Through the Looking Glass: Activism as a radical form of self-acceptance

I am a foreigner. Yes, I may be a citizen and may have been born in the United States, but I am still foreign all the same. I don’t fit the cultural norms of an American society that has constantly tried to shape the person I am, to shape me into a passively obedient, productive member of American capitalism. Yet, for most of my life I have tried. I have tried being quiet, being obedient. I have tried dating women. I have tried maintaining a low profile. And I have tried presenting in a masculine way. None of it helped. I was still a fish out of water, a person floundering in a society not made for them.

No matter what I tried, I could never reconcile the person I was with the person society wanted me to be. Even when I first came out as queer, I still tried desperately to hide it. To still fit in to heteronormative society. If I didn’t stand out, if I didn’t push back I thought I could still be accepted. I thought I could still be normal. But nothing I did, nothing I tried could change the sense of isolation I felt or my status as not just an outsider in society, but also a foreigner in my own body.
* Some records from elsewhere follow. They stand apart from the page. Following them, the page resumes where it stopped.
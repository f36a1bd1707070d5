/// OpenAI adapter: chat completions and embeddings.
use std::time::Duration;

use async_trait::async_trait;
use reqwest::Client;
use serde::{Deserialize, Serialize};
use tracing::{debug, warn};

use super::{
    LlmProvider, ProviderContent, ProviderError, ProviderErrorKind, ProviderInput, ProviderRequest,
    ProviderResponse, TokenUsage,
};

const OPENAI_API_BASE: &str = "https://api.openai.com/v1";

#[derive(Debug, Serialize)]
struct ChatRequest<'a> {
    model: &'a str,
    messages: Vec<ChatMessage<'a>>,
    max_completion_tokens: u32,
    #[serde(skip_serializing_if = "Option::is_none")]
    temperature: Option<f32>,
}

#[derive(Debug, Serialize)]
struct ChatMessage<'a> {
    role: &'a str,
    content: &'a str,
}

#[derive(Debug, Deserialize)]
struct ChatResponse {
    choices: Vec<Choice>,
    usage: ChatUsage,
}

#[derive(Debug, Deserialize)]
struct Choice {
    message: ChoiceMessage,
}

#[derive(Debug, Deserialize)]
struct ChoiceMessage {
    content: Option<String>,
}

#[derive(Debug, Deserialize)]
struct ChatUsage {
    prompt_tokens: u32,
    completion_tokens: u32,
}

#[derive(Debug, Serialize)]
struct EmbeddingRequest<'a> {
    model: &'a str,
    input: &'a [String],
}

#[derive(Debug, Deserialize)]
struct EmbeddingResponse {
    data: Vec<EmbeddingData>,
    usage: EmbeddingUsage,
}

#[derive(Debug, Deserialize)]
struct EmbeddingData {
    index: usize,
    embedding: Vec<f32>,
}

#[derive(Debug, Deserialize)]
struct EmbeddingUsage {
    prompt_tokens: u32,
}

#[derive(Debug, Deserialize)]
struct OpenAiError {
    error: OpenAiErrorBody,
}

#[derive(Debug, Deserialize)]
struct OpenAiErrorBody {
    message: String,
}

#[derive(Clone)]
pub struct OpenAiProvider {
    client: Client,
    api_key: String,
    base_url: String,
}

impl OpenAiProvider {
    pub fn new(api_key: String, timeout: Duration) -> reqwest::Result<Self> {
        Ok(Self {
            client: Client::builder().timeout(timeout).build()?,
            api_key,
            base_url: OPENAI_API_BASE.to_string(),
        })
    }

    async fn post<T: Serialize + ?Sized>(
        &self,
        path: &str,
        model: &str,
        body: &T,
    ) -> Result<String, ProviderError> {
        let response = self
            .client
            .post(format!("{}{}", self.base_url, path))
            .bearer_auth(&self.api_key)
            .json(body)
            .send()
            .await?;

        let status = response.status();
        let text = response.text().await?;
        if !status.is_success() {
            warn!("OpenAI API returned {} for {}: {}", status, model, text);
            let message = serde_json::from_str::<OpenAiError>(&text)
                .map(|e| e.error.message)
                .unwrap_or_else(|_| text.clone());
            return Err(ProviderError::from_status(status.as_u16(), message, &text));
        }
        Ok(text)
    }
}

/// gpt-5 models reject any temperature other than the default.
fn temperature_for(model: &str, temperature: f32) -> Option<f32> {
    (!model.starts_with("gpt-5")).then_some(temperature)
}

#[async_trait]
impl LlmProvider for OpenAiProvider {
    fn supports(&self, model: &str) -> bool {
        model.starts_with("gpt-") || model.starts_with("text-embedding-")
    }

    async fn call(&self, request: &ProviderRequest) -> Result<ProviderResponse, ProviderError> {
        let response = match &request.input {
            ProviderInput::Chat { system, prompt } => {
                let body = ChatRequest {
                    model: &request.model,
                    messages: vec![
                        ChatMessage {
                            role: "system",
                            content: system,
                        },
                        ChatMessage {
                            role: "user",
                            content: prompt,
                        },
                    ],
                    max_completion_tokens: request.max_tokens,
                    temperature: temperature_for(&request.model, request.temperature),
                };
                let text = self.post("/chat/completions", &request.model, &body).await?;
                parse_chat_response(&text)?
            }
            ProviderInput::Embedding { texts } => {
                let body = EmbeddingRequest {
                    model: &request.model,
                    input: texts,
                };
                let text = self.post("/embeddings", &request.model, &body).await?;
                parse_embedding_response(&text)?
            }
        };

        debug!(
            "OpenAI call succeeded: model={}, input_tokens={}, output_tokens={}",
            request.model, response.usage.input_tokens, response.usage.output_tokens
        );
        Ok(response)
    }
}

fn unreadable(e: serde_json::Error) -> ProviderError {
    ProviderError::new(
        ProviderErrorKind::Unknown,
        format!("unreadable OpenAI response: {e}"),
    )
}

fn parse_chat_response(body: &str) -> Result<ProviderResponse, ProviderError> {
    let parsed: ChatResponse = serde_json::from_str(body).map_err(unreadable)?;
    let text = parsed
        .choices
        .into_iter()
        .next()
        .and_then(|c| c.message.content)
        .unwrap_or_default();
    Ok(ProviderResponse {
        content: ProviderContent::Text(text),
        usage: TokenUsage {
            input_tokens: parsed.usage.prompt_tokens,
            output_tokens: parsed.usage.completion_tokens,
        },
    })
}

fn parse_embedding_response(body: &str) -> Result<ProviderResponse, ProviderError> {
    let mut parsed: EmbeddingResponse = serde_json::from_str(body).map_err(unreadable)?;
    parsed.data.sort_by_key(|d| d.index);
    Ok(ProviderResponse {
        content: ProviderContent::Embeddings(
            parsed.data.into_iter().map(|d| d.embedding).collect(),
        ),
        usage: TokenUsage {
            input_tokens: parsed.usage.prompt_tokens,
            output_tokens: 0,
        },
    })
}
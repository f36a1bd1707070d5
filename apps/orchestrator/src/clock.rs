use std::sync::Mutex;

use chrono::{DateTime, Duration, Utc};

/// Source of wall-clock time for breaker timeouts, metric timestamps and cost dates.
pub trait Clock: Send + Sync {
    fn now(&self) -> DateTime<Utc>;
}

/// Production clock backed by `Utc::now()`.
#[derive(Debug, Default, Clone, Copy)]
pub struct SystemClock;

impl Clock for SystemClock {
    fn now(&self) -> DateTime<Utc> {
        Utc::now()
    }
}

/// Manually advanced clock used by tests to simulate breaker timeouts.
#[derive(Debug)]
pub struct ManualClock {
    now: Mutex<DateTime<Utc>>,
}

impl ManualClock {
    pub fn new(start: DateTime<Utc>) -> Self {
        Self {
            now: Mutex::new(start),
        }
    }

    pub fn advance(&self, by: Duration) {
        if let Ok(mut now) = self.now.lock() {
            *now += by;
        }
    }
}

impl Clock for ManualClock {
    fn now(&self) -> DateTime<Utc> {
        self.now.lock().map(|now| *now).unwrap_or_else(|_| Utc::now())
    }
}

#[cfg(test)]
mod tests {
    use super::*;

    #[test]
    fn test_manual_clock_advances() {
        let start = Utc::now();
        let clock = ManualClock::new(start);
        clock.advance(Duration::seconds(31));
        assert_eq!(clock.now() - start, Duration::seconds(31));
    }
}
My first year at Dartmouth, I never felt like more of an outsider. On my First-Year Trip, as soon as I said I was from Taipei, Taiwan, I knew I was always going to be on the outside. Nobody understood my background, nobody understood my culture. I was clearly different, as illustrated by my trip leader’s comment that he didn’t know what to expect from me when he saw our information, I was the “wildcard.” When I heard that, I tried to laugh it off. I didn’t want to admit to him or to myself that I felt alienated. The experience that made everyone feel like Dartmouth was home made me feel more out of place than I ever had in my life.
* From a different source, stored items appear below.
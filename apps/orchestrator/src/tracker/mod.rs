//! Performance Tracker: append-only call log plus per-user daily cost aggregates.
//!
//! Recording is fire-and-forget from the caller's point of view: a storage
//! failure is logged and swallowed so it can never change a task outcome.

pub mod summary;

use std::sync::Arc;

use chrono::{Datelike, Duration, NaiveDate};
use serde::Serialize;
use serde_json::Value;
use tracing::{debug, error, info};
use uuid::Uuid;

use crate::clock::Clock;
use crate::config::BudgetConfig;
use crate::models::metrics::PerformanceMetric;
use crate::store::{CostUpdate, OrchestrationStore, StoreError};
use crate::task::TaskType;
use summary::{best_model, summarize, ModelPerformanceSummary, Priority};

/// How far back `get_best_model_for_task` looks.
const BEST_MODEL_HISTORY_DAYS: i64 = 30;

/// Everything known about one provider call attempt.
#[derive(Debug, Clone)]
pub struct TaskRecord {
    pub model_name: String,
    pub task_type: TaskType,
    pub processing_time_ms: u64,
    pub tokens_used: u32,
    pub cost: f64,
    pub success: bool,
    pub quality_score: Option<f64>,
    pub complexity_score: Option<f64>,
    pub user_id: Option<Uuid>,
    pub strategy: String,
    pub fallback_used: bool,
    pub metadata: Value,
}

#[derive(Debug, Clone, Serialize, PartialEq)]
pub struct BudgetStatus {
    pub user_id: Uuid,
    pub daily_spent: f64,
    pub daily_limit: f64,
    pub daily_remaining: f64,
    pub monthly_spent: f64,
    pub monthly_limit: f64,
    pub monthly_remaining: f64,
    pub over_daily_budget: bool,
    pub over_monthly_budget: bool,
    /// Either limit has crossed `alert_threshold`.
    pub alert: bool,
}

/// Spend across all users, the input to budget-driven downgrades.
#[derive(Debug, Clone, Copy, Serialize, PartialEq)]
pub struct SpendTotals {
    pub daily: f64,
    pub monthly: f64,
}

pub struct PerformanceTracker {
    store: Arc<dyn OrchestrationStore>,
    clock: Arc<dyn Clock>,
    budgets: BudgetConfig,
}

impl PerformanceTracker {
    pub fn new(
        store: Arc<dyn OrchestrationStore>,
        clock: Arc<dyn Clock>,
        budgets: BudgetConfig,
    ) -> Self {
        Self {
            store,
            clock,
            budgets,
        }
    }

    pub fn budgets(&self) -> &BudgetConfig {
        &self.budgets
    }

    /// Appends one metric and folds it into the user's daily cost entry.
    pub async fn record_task(&self, record: TaskRecord) {
        let metric = PerformanceMetric {
            id: Uuid::new_v4(),
            model_name: record.model_name,
            task_type: record.task_type.as_str().to_string(),
            processing_time_ms: record.processing_time_ms as i64,
            tokens_used: record.tokens_used as i64,
            cost: record.cost,
            success: record.success,
            quality_score: record.quality_score.map(|q| q.clamp(0.0, 1.0)),
            complexity_score: record.complexity_score,
            strategy: record.strategy,
            fallback_used: record.fallback_used,
            user_id: record.user_id,
            metadata: record.metadata,
            created_at: self.clock.now(),
        };

        match self.store.record_metric(&metric).await {
            Ok(CostUpdate::SkippedUnknownUser) => {
                debug!(
                    "Metric for {} recorded; cost tracking skipped for unknown user",
                    metric.model_name
                );
            }
            Ok(_) => {}
            Err(e) => {
                error!(
                    "Failed to record performance metric for {} ({}): {e}",
                    metric.model_name, metric.task_type
                );
            }
        }
    }

    pub async fn get_model_performance_summary(
        &self,
        days: i64,
    ) -> Result<Vec<ModelPerformanceSummary>, StoreError> {
        let cutoff = self.clock.now() - Duration::days(days.max(0));
        let metrics = self.store.metrics_since(cutoff).await?;
        Ok(summarize(&metrics))
    }

    pub async fn get_user_budget_status(&self, user_id: Uuid) -> Result<BudgetStatus, StoreError> {
        let today = self.clock.now().date_naive();
        let month_start = first_of_month(today);
        let entries = self.store.user_costs_since(user_id, month_start).await?;

        // fold from +0.0: an empty f64 sum is -0.0
        let monthly_spent = entries.iter().fold(0.0, |acc, e| acc + e.total_cost);
        let daily_spent = entries
            .iter()
            .filter(|e| e.date == today)
            .fold(0.0, |acc, e| acc + e.total_cost);

        let daily_limit = self.budgets.per_user_daily_cap;
        let monthly_limit = self.budgets.monthly_budget;
        let threshold = self.budgets.alert_threshold;

        Ok(BudgetStatus {
            user_id,
            daily_spent,
            daily_limit,
            daily_remaining: (daily_limit - daily_spent).max(0.0),
            monthly_spent,
            monthly_limit,
            monthly_remaining: (monthly_limit - monthly_spent).max(0.0),
            over_daily_budget: daily_spent >= daily_limit,
            over_monthly_budget: monthly_spent >= monthly_limit,
            alert: daily_spent >= daily_limit * threshold
                || monthly_spent >= monthly_limit * threshold,
        })
    }

    pub async fn get_spend_totals(&self) -> Result<SpendTotals, StoreError> {
        let today = self.clock.now().date_naive();
        Ok(SpendTotals {
            daily: self.store.total_cost_since(today).await?,
            monthly: self.store.total_cost_since(first_of_month(today)).await?,
        })
    }

    /// Best model for `task_type` over the last 30 days of history, if any.
    pub async fn get_best_model_for_task(
        &self,
        task_type: TaskType,
        priority: Priority,
    ) -> Result<Option<String>, StoreError> {
        let cutoff = self.clock.now() - Duration::days(BEST_MODEL_HISTORY_DAYS);
        let metrics = self.store.metrics_since(cutoff).await?;
        Ok(best_model(&metrics, task_type.as_str(), priority))
    }

    /// Deletes metrics older than `days_to_keep` days. Cost aggregates are kept.
    pub async fn cleanup_old_metrics(&self, days_to_keep: i64) -> Result<u64, StoreError> {
        let cutoff = self.clock.now() - Duration::days(days_to_keep.max(0));
        let deleted = self.store.delete_metrics_before(cutoff).await?;
        info!("Deleted {deleted} performance metrics older than {days_to_keep} days");
        Ok(deleted)
    }
}

fn first_of_month(date: NaiveDate) -> NaiveDate {
    date.with_day(1).unwrap_or(date)
}

#[cfg(test)]
mod tests {
    use super::*;
    use crate::clock::ManualClock;
    use crate::store::{BreakerTransition, InMemoryStore};
    use crate::breaker::state::{BreakerSettings, CircuitBreakerState};
    use crate::models::metrics::CostTrackingEntry;
    use async_trait::async_trait;
    use chrono::{DateTime, TimeZone, Utc};
    use serde_json::json;

    fn record(model: &str, cost: f64, user_id: Option<Uuid>) -> TaskRecord {
        TaskRecord {
            model_name: model.to_string(),
            task_type: TaskType::CvGeneration,
            processing_time_ms: 1200,
            tokens_used: 800,
            cost,
            success: true,
            quality_score: Some(0.8),
            complexity_score: Some(0.5),
            user_id,
            strategy: "balanced".to_string(),
            fallback_used: false,
            metadata: json!({}),
        }
    }

    fn tracker_at(
        now: DateTime<Utc>,
    ) -> (PerformanceTracker, Arc<InMemoryStore>, Arc<ManualClock>) {
        let store = Arc::new(InMemoryStore::new());
        let clock = Arc::new(ManualClock::new(now));
        let tracker =
            PerformanceTracker::new(store.clone(), clock.clone(), BudgetConfig::default());
        (tracker, store, clock)
    }

    #[tokio::test]
    async fn test_two_records_aggregate_cost_entry() {
        let now = Utc.with_ymd_and_hms(2026, 3, 14, 12, 0, 0).unwrap();
        let (tracker, store, _) = tracker_at(now);
        let user = Uuid::from_u128(42);

        tracker.record_task(record("m", 0.01, Some(user))).await;
        tracker.record_task(record("m", 0.01, Some(user))).await;

        let entry = store.cost_entry(user, now.date_naive(), "m").unwrap();
        assert_eq!(entry.generation_count, 2);
        assert!((entry.total_cost - 0.02).abs() < 1e-12);
        assert!((entry.avg_cost_per_generation - 0.01).abs() < 1e-12);
        assert_eq!(entry.total_tokens, 1600);
        assert_eq!(store.metric_count(), 2);
    }

    #[tokio::test]
    async fn test_quality_score_is_clamped() {
        let (tracker, store, _) = tracker_at(Utc::now());
        let mut r = record("m", 0.0, None);
        r.quality_score = Some(1.7);
        tracker.record_task(r).await;
        let metrics = store.metrics_since(Utc::now() - Duration::days(1)).await.unwrap();
        assert_eq!(metrics[0].quality_score, Some(1.0));
    }

    #[tokio::test]
    async fn test_budget_status_daily_and_monthly() {
        let now = Utc.with_ymd_and_hms(2026, 3, 14, 12, 0, 0).unwrap();
        let (tracker, _, clock) = tracker_at(now);
        let user = Uuid::new_v4();

        tracker.record_task(record("gpt-4o", 3.0, Some(user))).await;
        clock.advance(Duration::days(1));
        tracker.record_task(record("gpt-4o", 4.5, Some(user))).await;

        let status = tracker.get_user_budget_status(user).await.unwrap();
        assert!((status.daily_spent - 4.5).abs() < 1e-9);
        assert!((status.monthly_spent - 7.5).abs() < 1e-9);
        assert!((status.daily_remaining - 0.5).abs() < 1e-9);
        assert!(!status.over_daily_budget);
        assert!(status.alert, "4.5 of 5.0 crosses the 0.8 alert threshold");
    }

    #[tokio::test]
    async fn test_budget_status_for_new_user_reports_positive_zero() {
        let (tracker, _, _) = tracker_at(Utc::now());
        let status = tracker.get_user_budget_status(Uuid::new_v4()).await.unwrap();
        assert!(status.daily_spent.is_sign_positive());
        assert!(status.monthly_spent.is_sign_positive());

        let body = serde_json::to_value(&status).unwrap();
        assert_eq!(body["daily_spent"].to_string(), "0.0");

        let totals = tracker.get_spend_totals().await.unwrap();
        assert!(totals.daily.is_sign_positive());
    }

    #[tokio::test]
    async fn test_budget_status_over_daily_cap() {
        let (tracker, _, _) = tracker_at(Utc::now());
        let user = Uuid::new_v4();
        tracker.record_task(record("gpt-5", 5.5, Some(user))).await;
        let status = tracker.get_user_budget_status(user).await.unwrap();
        assert!(status.over_daily_budget);
        assert_eq!(status.daily_remaining, 0.0);
    }

    #[tokio::test]
    async fn test_best_model_for_task_uses_history() {
        let (tracker, _, _) = tracker_at(Utc::now());
        for _ in 0..3 {
            tracker.record_task(record("gpt-4o", 0.008, None)).await;
            tracker.record_task(record("gpt-4o-mini", 0.002, None)).await;
        }
        let best = tracker
            .get_best_model_for_task(TaskType::CvGeneration, Priority::Cost)
            .await
            .unwrap();
        assert_eq!(best.as_deref(), Some("gpt-4o-mini"));

        let none = tracker
            .get_best_model_for_task(TaskType::Embedding, Priority::Cost)
            .await
            .unwrap();
        assert!(none.is_none());
    }

    #[tokio::test]
    async fn test_cleanup_old_metrics() {
        let (tracker, store, clock) = tracker_at(Utc::now());
        tracker.record_task(record("gpt-4o", 0.01, None)).await;
        clock.advance(Duration::days(40));
        tracker.record_task(record("gpt-4o", 0.01, None)).await;

        assert_eq!(tracker.cleanup_old_metrics(30).await.unwrap(), 1);
        assert_eq!(store.metric_count(), 1);
    }

    #[tokio::test]
    async fn test_spend_totals() {
        let (tracker, _, _) = tracker_at(Utc::now());
        tracker.record_task(record("gpt-4o", 1.25, Some(Uuid::new_v4()))).await;
        tracker.record_task(record("gpt-4o", 0.75, Some(Uuid::new_v4()))).await;
        let totals = tracker.get_spend_totals().await.unwrap();
        assert!((totals.daily - 2.0).abs() < 1e-9);
        assert!((totals.monthly - 2.0).abs() < 1e-9);
    }

    struct BrokenStore;

    #[async_trait]
    impl OrchestrationStore for BrokenStore {
        async fn transition_breaker(
            &self,
            _model_name: &str,
            _defaults: &BreakerSettings,
            _transition: BreakerTransition<'_>,
        ) -> Result<CircuitBreakerState, StoreError> {
            Err(StoreError::Unavailable("down".to_string()))
        }

        async fn load_breaker(&self, _: &str) -> Result<Option<CircuitBreakerState>, StoreError> {
            Err(StoreError::Unavailable("down".to_string()))
        }

        async fn record_metric(&self, _: &PerformanceMetric) -> Result<CostUpdate, StoreError> {
            Err(StoreError::Unavailable("down".to_string()))
        }

        async fn metrics_since(
            &self,
            _: DateTime<Utc>,
        ) -> Result<Vec<PerformanceMetric>, StoreError> {
            Err(StoreError::Unavailable("down".to_string()))
        }

        async fn user_costs_since(
            &self,
            _: Uuid,
            _: NaiveDate,
        ) -> Result<Vec<CostTrackingEntry>, StoreError> {
            Err(StoreError::Unavailable("down".to_string()))
        }

        async fn total_cost_since(&self, _: NaiveDate) -> Result<f64, StoreError> {
            Err(StoreError::Unavailable("down".to_string()))
        }

        async fn delete_metrics_before(&self, _: DateTime<Utc>) -> Result<u64, StoreError> {
            Err(StoreError::Unavailable("down".to_string()))
        }
    }

    #[tokio::test]
    async fn test_record_task_swallows_storage_failure() {
        let tracker = PerformanceTracker::new(
            Arc::new(BrokenStore),
            Arc::new(ManualClock::new(Utc::now())),
            BudgetConfig::default(),
        );
        // Must not panic or propagate.
        tracker.record_task(record("gpt-4o", 0.01, None)).await;
        assert!(tracker.get_model_performance_summary(7).await.is_err());
    }
}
Throughout my whole freshman year, I tried desperately to hide my queerness and Asian-ness. I thought that if I distanced myself from my race and sexuality, I could restore some sense of normalcy to my life. Maybe I could fit in, maybe I could be normal. Instead I was miserable. I dreaded each day — every time someone told me I should major in economics so I could be successful, dress a certain way because that’s how the preppy boys dressed, or dance with girls at frat parties because that’s “what men do.” It was exhausting, and in the end I couldn’t keep it up. It affected my mental health and the negativity it created in my mentality started to ruin the person I wanted to be.

My lack of self-confidence and my negativity made me a difficult person to be around. I struggled with the dichotomy between presenting my identity and being accepted as “normal” in our community. It became a burden on my closest friends, as tending to my mental health became a chore because it was seemingly impossible for me to love myself. All of this was happening over a long period of time, but I was so consumed in myself and in my worries that I couldn’t notice what was happening right in front of me. My best friends tried their best to push me to find my own self-love, but no matter how hard I tried, I couldn’t reconcile loving the person I wanted to be with the fear of being alienated from society. The weight of my self-hatred took a huge toll on me, and affected my relationship with my best friends. I couldn’t figure out how to wholly, genuinely love someone else because I couldn’t find the strength to love myself.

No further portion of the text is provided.